*ASSIGNMENT*:
Go through the entries and tally the lines containing the word "bool". Only the total is wanted.

────────────────────────────────────────

//! Core data models for GeoDash
//!
//! Place records are immutable once loaded and owned by the record store.
//! Everything else here is an ephemeral value that lives for one resolution.

use serde::{Deserialize, Serialize};
use std::fmt;
use std::sync::Arc;

use crate::error::ValidationError;

// ─────────────────────────────────────────────────────────────────────────────
// PLACES
// ─────────────────────────────────────────────────────────────────────────────

/// Stable record identifier. Ordering is the numeric order of the key and is
/// the final tie-break when ranking.
#[derive(Debug, Clone, Copy, PartialEq, Eq, PartialOrd, Ord, Hash, Serialize, Deserialize)]
#[serde(transparent)]
pub struct PlaceId(pub i64);

impl fmt::Display for PlaceId {
    fn fmt(&self, f: &mut fmt::Formatter<'_>) -> fmt::Result {
        write!(f, "{}", self.0)
    }
}

/// A WGS84 coordinate pair in decimal degrees.
#[derive(Debug, Clone, Copy, PartialEq, Serialize, Deserialize)]
pub struct GeoPoint {
    pub lat: f64,
    pub lon: f64,
}

impl GeoPoint {
    /// Build a point, rejecting non-finite or out-of-range coordinates.
    pub fn new(lat: f64, lon: f64) -> Result<Self, ValidationError> {
        let point = Self { lat, lon };
        if point.is_valid() {
            Ok(point)
        } else {
            Err(ValidationError::InvalidLocation { lat, lon })
        }
    }

    pub fn is_valid(&self) -> bool {
        self.lat.is_finite()
            && self.lon.is_finite()
            && (-90.0..=90.0).contains(&self.lat)
            && (-180.0..=180.0).contains(&self.lon)
    }
}

/// One gazetteer row: a city with its country and state context.
#[derive(Debug, Clone, PartialEq, Serialize, Deserialize)]
pub struct PlaceRecord {
    pub id: PlaceId,
    pub name: String,
    /// ASCII rendering of `name` as shipped by the dataset (or derived on import)
    pub ascii_name: String,
    /// ISO 3166-1 alpha-2, upper-case
    pub country_code: String,
    pub country_name: Option<String>,
    pub state_code: Option<String>,
    pub state_name: Option<String>,
    pub latitude: f64,
    pub longitude: f64,
    pub population: Option<i64>,
    /// Optional dataset-provided ranking hint (higher = more prominent)
    pub search_rank: Option<f64>,
}

impl PlaceRecord {
    pub fn location(&self) -> GeoPoint {
        GeoPoint {
            lat: self.latitude,
            lon: self.longitude,
        }
    }

    /// Name variants the matcher scores against.
    pub fn names(&self) -> [&str; 2] {
        [self.name.as_str(), self.ascii_name.as_str()]
    }
}

// ─────────────────────────────────────────────────────────────────────────────
// QUERIES & RESULTS
// ─────────────────────────────────────────────────────────────────────────────

/// A caller's search request.
#[derive(Debug, Clone, Default, PartialEq, Serialize, Deserialize)]
pub struct QueryRequest {
    pub text: String,
    pub location: Option<GeoPoint>,
    /// Restrict results to this country (ISO2)
    pub country: Option<String>,
    /// The caller's own country (ISO2), used for the same-country boost
    pub caller_country: Option<String>,
    /// Requested number of results; `None` uses the configured default
    pub limit: Option<usize>,
    /// Minimum fuzzy score override
    pub threshold: Option<u8>,
}

impl QueryRequest {
    pub fn new(text: impl Into<String>) -> Self {
        Self {
            text: text.into(),
            ..Default::default()
        }
    }

    pub fn near(mut self, lat: f64, lon: f64) -> Self {
        self.location = Some(GeoPoint { lat, lon });
        self
    }

    pub fn in_country(mut self, code: impl Into<String>) -> Self {
        self.country = Some(code.into());
        self
    }

    pub fn from_country(mut self, code: impl Into<String>) -> Self {
        self.caller_country = Some(code.into());
        self
    }

    pub fn limit(mut self, limit: usize) -> Self {
        self.limit = Some(limit);
        self
    }

    pub fn threshold(mut self, threshold: u8) -> Self {
        self.threshold = Some(threshold);
        self
    }
}

/// A candidate that survived scoring, with every signal that went into its rank.
#[derive(Debug, Clone, PartialEq, Serialize, Deserialize)]
pub struct ScoredPlace {
    pub place: PlaceRecord,
    /// 0-100 text similarity
    pub fuzzy_score: u8,
    /// 0-1 closeness to the caller; 0 when no caller location was given
    pub proximity_score: f64,
    /// Great-circle distance to the caller in km, when known
    pub distance_km: Option<f64>,
    pub country_boosted: bool,
    pub fused_score: f64,
}

/// Outcome of a successful resolution.
#[derive(Debug, Clone)]
pub struct Resolution {
    pub results: Arc<Vec<ScoredPlace>>,
    pub cache_hit: bool,
}

impl Resolution {
    pub fn len(&self) -> usize {
        self.results.len()
    }

    pub fn is_empty(&self) -> bool {
        self.results.is_empty()
    }

    pub fn names(&self) -> Vec<&str> {
        self.results.iter().map(|s| s.place.name.as_str()).collect()
    }
}

/// A record returned by a radius search, with its distance from the center.
#[derive(Debug, Clone, PartialEq, Serialize, Deserialize)]
pub struct NearbyPlace {
    pub place: PlaceRecord,
    pub distance_km: f64,
}

// ─────────────────────────────────────────────────────────────────────────────
// LISTINGS
// ─────────────────────────────────────────────────────────────────────────────

#[derive(Debug, Clone, PartialEq, Eq, Serialize, Deserialize)]
pub struct CountrySummary {
    pub code: String,
    pub name: Option<String>,
    pub places: u64,
}

#[derive(Debug, Clone, PartialEq, Eq, Serialize, Deserialize)]
pub struct StateSummary {
    pub code: Option<String>,
    pub name: Option<String>,
    pub places: u64,
}

/// Row counts and index availability for a store.
#[derive(Debug, Clone, PartialEq, Eq, Serialize, Deserialize)]
pub struct StoreStats {
    pub backend: String,
    pub places: u64,
    pub countries: u64,
    pub spatial_index: bool,
    pub text_index: bool,
}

────────────────────────────────────────

*EXPECTED ANSWER*:
6